> _Your task_:
Give every line of the listing word for word, beginning at the first and including the line with "use crate::sweep::SweepSummary;" as the last.

> _Supplied information_:
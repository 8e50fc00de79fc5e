//! Calendar sync orchestration and account linking

use std::collections::HashMap;
use std::sync::Arc;

use chrono::Utc;
use dashmap::DashMap;
use hearth_common::privacy::redact_email;
use hearth_domain::constants::{APPLE_ACCOUNT_LABEL, GOOGLE_OAUTH_SCOPES};
use hearth_domain::{
    CalendarAccount, CalendarAccountUpsert, CalendarProvider, CredentialUpdate, GoogleConfig,
    HearthError, RefreshedCredentials, Result,
};
use tokio::sync::Mutex;
use tracing::{debug, info, instrument, warn};
use url::Url;

use super::oauth_state::OAuthState;
use super::ports::{
    CalDavPrincipalResolver, CalendarAccountRepository, CalendarEventRepository,
    CalendarProviderAdapter, GoogleOAuthPort, SecretCipher,
};
use crate::sweep::SweepSummary;

const GOOGLE_AUTH_ENDPOINT: &str = "https://accounts.google.com/o/oauth2/v2/auth";

/// What a single account sync did.
#[derive(Debug, Clone, Copy, PartialEq, Eq)]
pub enum SyncOutcome {
    Synced { events: usize },
    /// Provider unknown to this build, or no adapter registered for it.
    Skipped,
}

/// Drives provider adapters and commits their results.
///
/// Syncs of one account are serialized through a per-account async mutex;
/// different accounts never contend.
pub struct CalendarSyncService {
    accounts: Arc<dyn CalendarAccountRepository>,
    events: Arc<dyn CalendarEventRepository>,
    cipher: Arc<dyn SecretCipher>,
    adapters: HashMap<CalendarProvider, Arc<dyn CalendarProviderAdapter>>,
    google_oauth: Option<Arc<dyn GoogleOAuthPort>>,
    principal_resolver: Option<Arc<dyn CalDavPrincipalResolver>>,
    google: GoogleConfig,
    account_locks: DashMap<String, Arc<Mutex<()>>>,
}

impl CalendarSyncService {
    pub fn new(
        accounts: Arc<dyn CalendarAccountRepository>,
        events: Arc<dyn CalendarEventRepository>,
        cipher: Arc<dyn SecretCipher>,
    ) -> Self {
        Self {
            accounts,
            events,
            cipher,
            adapters: HashMap::new(),
            google_oauth: None,
            principal_resolver: None,
            google: GoogleConfig::default(),
            account_locks: DashMap::new(),
        }
    }

    /// Register the adapter for its provider, replacing any earlier one.
    pub fn with_adapter(mut self, adapter: Arc<dyn CalendarProviderAdapter>) -> Self {
        self.adapters.insert(adapter.provider(), adapter);
        self
    }

    pub fn with_google(mut self, oauth: Arc<dyn GoogleOAuthPort>, config: GoogleConfig) -> Self {
        self.google_oauth = Some(oauth);
        self.google = config;
        self
    }

    pub fn with_principal_resolver(mut self, resolver: Arc<dyn CalDavPrincipalResolver>) -> Self {
        self.principal_resolver = Some(resolver);
        self
    }

    /// Fetch one account's events and replace the stored set.
    ///
    /// Refreshed credentials reported by the adapter are written before the
    /// event result is inspected, so a failed fetch still keeps them.
    #[instrument(skip(self))]
    pub async fn sync_account(&self, account_id: &str) -> Result<SyncOutcome> {
        let lock = self.account_lock(account_id);
        let _guard = lock.lock().await;

        let account = self
            .accounts
            .find_by_id(account_id)
            .await?
            .ok_or_else(|| HearthError::NotFound(format!("calendar account {account_id}")))?;

        let Some(provider) = account.provider_kind() else {
            debug!(provider = %account.provider, "Skipping account with unsupported provider");
            return Ok(SyncOutcome::Skipped);
        };
        let Some(adapter) = self.adapters.get(&provider) else {
            debug!(%provider, "No adapter registered, skipping account");
            return Ok(SyncOutcome::Skipped);
        };

        let fetch = adapter.fetch_events(&account).await;

        if let Some(refreshed) = fetch.refreshed {
            self.persist_refreshed(&account, refreshed).await?;
        }

        let events = match fetch.events {
            Ok(events) => events,
            Err(err) => {
                warn!(%provider, error = %err, "Provider fetch failed, stored events untouched");
                return Err(err);
            }
        };

        let stored = self
            .events
            .replace_account_events(
                &account.id,
                &account.user_id,
                provider.into(),
                events,
                Utc::now(),
            )
            .await?;

        info!(%provider, events = stored, "Calendar account synced");
        Ok(SyncOutcome::Synced { events: stored })
    }

    /// Sync every account of one user in order; the first failure aborts.
    #[instrument(skip(self))]
    pub async fn sync_for_user(&self, user_id: &str) -> Result<usize> {
        let accounts = self.accounts.list_for_user(user_id).await?;
        for account in &accounts {
            self.sync_account(&account.id).await?;
        }
        Ok(accounts.len())
    }

    /// Periodic sweep over every account of every owning user.
    ///
    /// Each account is synced on its own; a failure is logged and the sweep
    /// moves on to the next account.
    pub async fn sync_all_users(&self) -> Result<SweepSummary> {
        let user_ids = self.accounts.list_owner_ids().await?;
        let mut summary = SweepSummary::default();

        for user_id in &user_ids {
            let accounts = match self.accounts.list_for_user(user_id).await {
                Ok(accounts) => accounts,
                Err(err) => {
                    warn!(user_id = %user_id, error = %err, "Failed to list calendar accounts");
                    summary.record(false);
                    continue;
                }
            };

            for account in &accounts {
                match self.sync_account(&account.id).await {
                    Ok(_) => summary.record(true),
                    Err(err) => {
                        warn!(
                            user_id = %user_id,
                            account_id = %account.id,
                            error = %err,
                            "Calendar sync failed for account"
                        );
                        summary.record(false);
                    }
                }
            }
        }

        info!(
            users = user_ids.len(),
            accounts = summary.targets,
            failures = summary.failures,
            "Calendar sweep finished"
        );
        Ok(summary)
    }

    /// Google consent URL for `user_id`.
    pub fn google_auth_url(&self, user_id: &str, redirect_uri: &str) -> Result<String> {
        let (client_id, _) = self.google_credentials()?;
        let state = OAuthState::new(user_id, redirect_uri).encode()?;
        let scope = GOOGLE_OAUTH_SCOPES.join(" ");

        let url = Url::parse_with_params(
            GOOGLE_AUTH_ENDPOINT,
            &[
                ("client_id", client_id),
                ("redirect_uri", redirect_uri),
                ("response_type", "code"),
                ("access_type", "offline"),
                ("prompt", "consent"),
                ("include_granted_scopes", "true"),
                ("scope", scope.as_str()),
                ("state", state.as_str()),
            ],
        )
        .map_err(|e| HearthError::Internal(format!("failed to build Google auth URL: {e}")))?;

        Ok(url.into())
    }

    pub fn decode_oauth_state(&self, state: &str) -> Result<OAuthState> {
        OAuthState::decode(state)
    }

    /// Complete the Google OAuth flow, store the account and sync it.
    #[instrument(skip(self, code))]
    pub async fn exchange_google_code(
        &self,
        user_id: &str,
        code: &str,
        redirect_uri: &str,
    ) -> Result<CalendarAccount> {
        self.google_credentials()?;
        let oauth = self.google_oauth.as_ref().ok_or_else(|| {
            HearthError::ConfigurationMissing("Google OAuth client is not configured".into())
        })?;

        let tokens = oauth.exchange_code(code, redirect_uri).await?;
        let access_token = tokens
            .access_token
            .filter(|t| !t.is_empty())
            .ok_or_else(|| HearthError::Upstream("Google did not return an access token".into()))?;

        let profile = oauth.fetch_profile(&access_token).await?;
        let external_id = profile
            .id
            .filter(|id| !id.is_empty())
            .ok_or_else(|| HearthError::Upstream("unable to resolve Google account id".into()))?;

        let refresh_token_enc =
            tokens.refresh_token.as_deref().map(|t| self.cipher.encrypt(t)).transpose()?;

        let stored = self
            .accounts
            .upsert(CalendarAccountUpsert {
                user_id: user_id.to_string(),
                provider: CalendarProvider::Google,
                external_id,
                label: profile.name.clone().or_else(|| profile.email.clone()),
                email: profile.email,
                access_token_enc: self.cipher.encrypt(&access_token)?,
                refresh_token_enc,
                expires_at: tokens.expires_at,
            })
            .await?;

        info!(account_id = %stored.id, "Google calendar account linked");
        self.sync_account(&stored.id).await?;
        self.reload(stored).await
    }

    /// Link an iCloud calendar with an app-specific password and sync it.
    #[instrument(skip(self, email, app_password))]
    pub async fn connect_apple(
        &self,
        user_id: &str,
        email: &str,
        app_password: &str,
        principal_url: Option<&str>,
    ) -> Result<CalendarAccount> {
        if email.trim().is_empty() || app_password.is_empty() {
            return Err(HearthError::Validation(
                "email and app-specific password are required".into(),
            ));
        }

        let principal = match principal_url.filter(|p| !p.is_empty()) {
            Some(url) => url.to_string(),
            None => {
                let resolver = self.principal_resolver.as_ref().ok_or_else(|| {
                    HearthError::ConfigurationMissing("CalDAV principal resolver".into())
                })?;
                resolver.resolve_principal(email, app_password).await?.ok_or_else(|| {
                    HearthError::Upstream("unable to resolve CalDAV principal URL".into())
                })?
            }
        };

        let stored = self
            .accounts
            .upsert(CalendarAccountUpsert {
                user_id: user_id.to_string(),
                provider: CalendarProvider::Apple,
                external_id: principal,
                email: Some(email.to_string()),
                label: Some(APPLE_ACCOUNT_LABEL.to_string()),
                access_token_enc: self.cipher.encrypt(&format!("{email}:{app_password}"))?,
                refresh_token_enc: None,
                expires_at: None,
            })
            .await?;

        info!(account_id = %stored.id, email = %redact_email(email), "Apple calendar account linked");
        self.sync_account(&stored.id).await?;
        self.reload(stored).await
    }

    pub async fn list_accounts(&self, user_id: &str) -> Result<Vec<CalendarAccount>> {
        self.accounts.list_for_user(user_id).await
    }

    async fn persist_refreshed(
        &self,
        account: &CalendarAccount,
        refreshed: RefreshedCredentials,
    ) -> Result<()> {
        let update = CredentialUpdate {
            access_token_enc: self.cipher.encrypt(&refreshed.access_token)?,
            refresh_token_enc: refreshed
                .refresh_token
                .as_deref()
                .map(|t| self.cipher.encrypt(t))
                .transpose()?,
            expires_at: refreshed.expires_at,
        };
        self.accounts.update_credentials(&account.id, update).await?;
        debug!(account_id = %account.id, "Persisted refreshed credentials");
        Ok(())
    }

    async fn reload(&self, fallback: CalendarAccount) -> Result<CalendarAccount> {
        Ok(self.accounts.find_by_id(&fallback.id).await?.unwrap_or(fallback))
    }

    fn google_credentials(&self) -> Result<(&str, &str)> {
        self.google.credentials().ok_or_else(|| {
            HearthError::ConfigurationMissing("Google OAuth credentials are not configured".into())
        })
    }

    fn account_lock(&self, account_id: &str) -> Arc<Mutex<()>> {
        self.account_locks.entry(account_id.to_string()).or_default().clone()
    }
}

> _Solved exercise_:
repository 8e50fc00de79fc5e
//! Calendar sync orchestration and account linking

use std::collections::HashMap;
use std::sync::Arc;

use chrono::Utc;
use dashmap::DashMap;
use hearth_common::privacy::redact_email;
use hearth_domain::constants::{APPLE_ACCOUNT_LABEL, GOOGLE_OAUTH_SCOPES};
use hearth_domain::{
    CalendarAccount, CalendarAccountUpsert, CalendarProvider, CredentialUpdate, GoogleConfig,
    HearthError, RefreshedCredentials, Result,
};
use tokio::sync::Mutex;
use tracing::{debug, info, instrument, warn};
use url::Url;

use super::oauth_state::OAuthState;
use super::ports::{
    CalDavPrincipalResolver, CalendarAccountRepository, CalendarEventRepository,
    CalendarProviderAdapter, GoogleOAuthPort, SecretCipher,
};
use crate::sweep::SweepSummary;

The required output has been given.